See trapdoor function and (Diffie and Hellman 1976). You may assume that you have a large prime available that you can keep secret.
Exercise 9
For the final exercise you will need modular division and the extended Euclidean algorithm for gcd. See the lecture notes for explanation. You can use invM
and fctGcd
from the lecture notes.
In the Diffie-Hellman style trapdoor function the secret prime has to be available, so we cannot make the full recipe for constructing the encoding function publicly available. In public key cryptography, it turns out we can do much better than this. We can generate a key and make it publicly available, and from that key anyone can construct an encoding function. Decoding, given only this public key information, is thought to be hard. This is the basis for RSA public key cryptography (Rivest, Shamir, and Adleman 1978).
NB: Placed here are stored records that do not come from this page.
#[cfg(test)]
mod test {
    use super::*;
    use crate::assemble::analyzer::Analyzer;
    use crate::assemble::ast::{Instruction as AbstractInstruction, LocalVariableDecl};
    use crate::class_graph::InheritanceChecker;
    use crate::jvm::code::OrdComparison;
    use crate::jvm::{MethodAccessFlags, MethodDescriptor, ParseDescriptor, UnqualifiedName};

    /// Hierarchy that only knows `java/lang/Object` sits on top
    struct FlatChecker;

    impl InheritanceChecker for FlatChecker {
        fn common_type(&self, class1: &BinaryName, class2: &BinaryName) -> BinaryName {
            if class1 == class2 {
                class1.clone()
            } else {
                BinaryName::OBJECT
            }
        }

        fn is_assignable(&self, sub_class: &BinaryName, super_class: &BinaryName) -> bool {
            sub_class == super_class || super_class == &BinaryName::OBJECT
        }
    }

    fn method(descriptor: &str, ops: Vec<Op>) -> MethodDefinition {
        MethodDefinition {
            access: MethodAccessFlags::STATIC,
            name: UnqualifiedName::from_string("test".to_string()).unwrap(),
            descriptor: MethodDescriptor::parse(descriptor).unwrap(),
            signature: None,
            instructions: ops
                .into_iter()
                .enumerate()
                .map(|(index, op)| AbstractInstruction::new(index as u32 + 1, op))
                .collect(),
            locals: vec![],
            handlers: vec![],
        }
    }

    fn compile(method: &MethodDefinition, debug_info: bool) -> CompiledMethod {
        let cfg = ControlFlowGraph::build(method).unwrap();
        let frames = Analyzer::new(&BinaryName::OBJECT, method, &FlatChecker)
            .analyze(&cfg)
            .unwrap();
        let mut constants = ConstantsPool::new();
        MethodCompiler::new(&BinaryName::OBJECT, &mut constants)
            .debug_info(debug_info)
            .compile(method, &cfg, &frames)
            .unwrap()
    }

    fn read_i32(code: &[u8], at: usize) -> i32 {
        i32::from_be_bytes([code[at], code[at + 1], code[at + 2], code[at + 3]])
    }

    fn load_int(slot: u16) -> Op {
        Op::Var {
            kind: VarKind::Load,
            ty: VarType::Int,
            slot,
        }
    }

    fn store_int(slot: u16) -> Op {
        Op::Var {
            kind: VarKind::Store,
            ty: VarType::Int,
            slot,
        }
    }

    #[test]
    fn two_paths_into_a_join() {
        let method = method(
            "(Z)I",
            vec![
                load_int(0),
                Op::Jump {
                    kind: JumpKind::If(OrdComparison::EQ),
                    target: "else".to_string(),
                },
                Op::Const(ConstValue::Int(2)),
                store_int(1),
                Op::Jump {
                    kind: JumpKind::Goto,
                    target: "end".to_string(),
                },
                Op::Label("else".to_string()),
                Op::Const(ConstValue::Int(3)),
                store_int(1),
                Op::Label("end".to_string()),
                load_int(1),
                Op::Return {
                    ty: Some(VarType::Int),
                },
            ],
        );
        let compiled = compile(&method, false);

        assert_eq!(
            compiled.code,
            vec![
                0x1a, // iload_0
                0x99, 0x00, 0x08, // ifeq +8 (to "else")
                0x05, // iconst_2
                0x3c, // istore_1
                0xa7, 0x00, 0x05, // goto +5 (to "end")
                0x06, // iconst_3 ("else", offset 9)
                0x3c, // istore_1
                0x1b, // iload_1 ("end", offset 11)
                0xac, // ireturn
            ],
        );
        assert_eq!(compiled.max_stack, 1);
        assert_eq!(compiled.max_locals, 2);
        assert!(compiled.exception_table.is_empty());

        // One frame per jump target, compressed against the method entry frame
        assert_eq!(compiled.stack_map_table.len(), 2);
        assert!(matches!(
            compiled.stack_map_table[0],
            StackMapFrame::Same { offset_delta: 9 },
        ));

        // Nothing requested the debug tables
        assert!(compiled.line_number_table.is_empty());
        assert!(compiled.local_variable_table.is_empty());
    }

    #[test]
    fn unreached_instructions_emit_nothing() {
        let method = method(
            "()I",
            vec![
                Op::Const(ConstValue::Int(0)),
                store_int(1),
                Op::Jump {
                    kind: JumpKind::Goto,
                    target: "end".to_string(),
                },
                Op::Const(ConstValue::Int(1)),
                store_int(1),
                Op::Label("end".to_string()),
                load_int(1),
                Op::Return {
                    ty: Some(VarType::Int),
                },
            ],
        );
        let compiled = compile(&method, false);

        assert_eq!(
            compiled.code,
            vec![
                0x03, // iconst_0
                0x3c, // istore_1
                0xa7, 0x00, 0x03, // goto +3, skipping the dead block entirely
                0x1b, // iload_1 ("end", offset 5)
                0xac, // ireturn
            ],
        );
        assert_eq!(compiled.max_locals, 2);
        assert_eq!(compiled.stack_map_table.len(), 1);
    }

    #[test]
    fn oversized_backward_goto_becomes_goto_w() {
        let mut ops = vec![Op::Label("start".to_string())];
        for _ in 0..20_000 {
            ops.push(Op::Const(ConstValue::Int(0)));
            ops.push(Op::Stack(StackOp::Pop));
        }
        ops.push(Op::Jump {
            kind: JumpKind::Goto,
            target: "start".to_string(),
        });
        let method = method("()V", ops);
        let compiled = compile(&method, false);

        // The 3-byte goto is relocated past two no-ops into a 5-byte goto_w
        assert_eq!(compiled.code.len(), 40_007);
        assert_eq!(&compiled.code[40_000..40_003], &[0x00, 0x00, 0xc8]);
        assert_eq!(read_i32(&compiled.code, 40_003), -40_002);

        // The loop header still gets its frame, at offset zero
        assert_eq!(compiled.stack_map_table.len(), 1);
        assert!(matches!(
            compiled.stack_map_table[0],
            StackMapFrame::Same { offset_delta: 0 },
        ));
    }

    #[test]
    fn lookup_switch_is_padded_and_sorted() {
        let method = method(
            "(I)I",
            vec![
                load_int(0),
                Op::Switch {
                    kind: SwitchKind::Lookup,
                    cases: vec![(10, "ten".to_string()), (-5, "minus".to_string())],
                    default: "other".to_string(),
                },
                Op::Label("minus".to_string()),
                Op::Const(ConstValue::Int(1)),
                Op::Return {
                    ty: Some(VarType::Int),
                },
                Op::Label("ten".to_string()),
                Op::Const(ConstValue::Int(2)),
                Op::Return {
                    ty: Some(VarType::Int),
                },
                Op::Label("other".to_string()),
                Op::Const(ConstValue::Int(0)),
                Op::Return {
                    ty: Some(VarType::Int),
                },
            ],
        );
        let compiled = compile(&method, false);

        let code = &compiled.code;
        assert_eq!(code[1], 0xab); // lookupswitch at offset 1
        assert_eq!(&code[2..4], &[0x00, 0x00]); // two padding bytes align the operands
        assert_eq!(read_i32(code, 4), 31); // default -> "other" at offset 32
        assert_eq!(read_i32(code, 8), 2); // npairs

        // Pairs come out sorted by key regardless of declaration order
        assert_eq!(read_i32(code, 12), -5);
        assert_eq!(read_i32(code, 16), 27); // "minus" at offset 28
        assert_eq!(read_i32(code, 20), 10);
        assert_eq!(read_i32(code, 24), 29); // "ten" at offset 30
    }

    #[test]
    fn exception_table_entries() {
        let make = |catch_type: Option<BinaryName>| {
            let mut method = method(
                "()V",
                vec![
                    Op::Label("try_start".to_string()),
                    Op::Const(ConstValue::Int(0)),
                    store_int(0),
                    Op::Label("try_end".to_string()),
                    Op::Return { ty: None },
                    Op::Label("handler".to_string()),
                    Op::Stack(StackOp::Pop),
                    Op::Return { ty: None },
                ],
            );
            method.handlers.push(crate::assemble::ast::ExceptionHandler {
                try_start: "try_start".to_string(),
                try_end: "try_end".to_string(),
                handler: "handler".to_string(),
                catch_type,
                line: 1,
            });
            method
        };

        let caught = compile(
            &make(Some(BinaryName::from_string("java/lang/Exception".to_string()).unwrap())),
            false,
        );
        assert_eq!(caught.exception_table.len(), 1);
        let entry = &caught.exception_table[0];
        assert_eq!(entry.start_pc, BytecodeIndex(0));
        assert_eq!(entry.end_pc, BytecodeIndex(2));
        assert_eq!(entry.handler_pc, BytecodeIndex(3));
        assert_ne!(entry.catch_type, ClassConstantIndex::CATCH_ALL);

        let catch_all = compile(&make(None), false);
        assert_eq!(catch_all.exception_table[0].catch_type, ClassConstantIndex::CATCH_ALL);

        // The handler entry point needs a stack map frame
        assert_eq!(caught.stack_map_table.len(), 1);
    }

    #[test]
    fn debug_tables_cover_live_ranges() {
        let mut method = method(
            "()I",
            vec![
                Op::Label("start".to_string()),
                Op::Const(ConstValue::Int(7)),
                store_int(0),
                load_int(0),
                Op::Label("end".to_string()),
                Op::Return {
                    ty: Some(VarType::Int),
                },
            ],
        );
        method.locals.push(LocalVariableDecl {
            slot: 0,
            name: "x".to_string(),
            descriptor: FieldType::INT,
            signature: None,
            start: "start".to_string(),
            end: "end".to_string(),
            line: 1,
        });
        let compiled = compile(&method, true);

        assert_eq!(compiled.local_variable_table.len(), 1);
        let variable = &compiled.local_variable_table[0];
        assert_eq!(variable.start_pc, BytecodeIndex(0));
        // bipush + istore_0 + iload_0 span offsets 0 to 3; the range ends at the return
        assert_eq!(variable.length, 4);
        assert_eq!(variable.index, 0);
        assert!(compiled.local_variable_type_table.is_empty());

        // One line number entry per distinct source line that emitted code
        assert_eq!(compiled.line_number_table.len(), 4);
        assert_eq!(compiled.line_number_table[0].start_pc, BytecodeIndex(0));
        assert_eq!(compiled.line_number_table[0].line_number, 2);
    }

    #[test]
    fn compilation_is_deterministic() {
        let method = method(
            "(Z)Ljava/lang/String;",
            vec![
                load_int(0),
                Op::Jump {
                    kind: JumpKind::If(OrdComparison::EQ),
                    target: "else".to_string(),
                },
                Op::Const(ConstValue::Str("yes".to_string())),
                Op::Return {
                    ty: Some(VarType::Reference),
                },
                Op::Label("else".to_string()),
                Op::Const(ConstValue::Str("no".to_string())),
                Op::Return {
                    ty: Some(VarType::Reference),
                },
            ],
        );

        let first = compile(&method, false);
        let second = compile(&method, false);
        assert_eq!(first.code, second.code);
        assert_eq!(first.stack_map_table, second.stack_map_table);
    }
}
Implement RSA coding and decoding.
The type declarations you need are:
rsaPublic :: Integer -> Integer -> (Integer,Integer)
rsaPublic
takes a pair of large primes and generates a public key pair of which the second element is the product of the primes.
rsaPrivate :: Integer -> Integer -> (Integer,Integer)
rsaPrivate
should generates a private key pair from a pair of large primes. Again, the second element of the output is the product of the input primes.
rsaEncode :: (Integer,Integer) -> Integer -> Integer
rsaEncode
should use a public key pair to encode a message (represented by an integer).
RSA decoding using a private key is just a matter of using the private key to encode again, so we have:
rsaDecode = rsaEncode
Explain why rsaEncode
is a genuine trapdoor function.
Bonus Exercise
Use the above for a demonstration of:
selection of a suitable pair of primes \(p,q\) with the same bitlength,
public key and private key generation based on \(p,q\),
use of these keys for text message encoding and decoding.
Diffie, W., and M. Hellman. 1976. “New Directions in Cryptography.” IEEE Transactions on Information Theory 22 (6): 644–54.
Miller, Gary L. 1976. “Riemann’s Hypothesis and Tests for Primality.” Journal of Computer and System Sciences 13 (3): 300–317.
Rabin, Michael O. 1980. “Probabilistic Algorithm for Testing Primality.” Journal of Number Theory 12 (1): 128–38.
Rivest, R., A. Shamir, and L. Adleman. 1978. “A Method for Obtaining Digital Signatures and Public-Key Cryptosystems.” Communications of the ACM 21 (2): 120–26.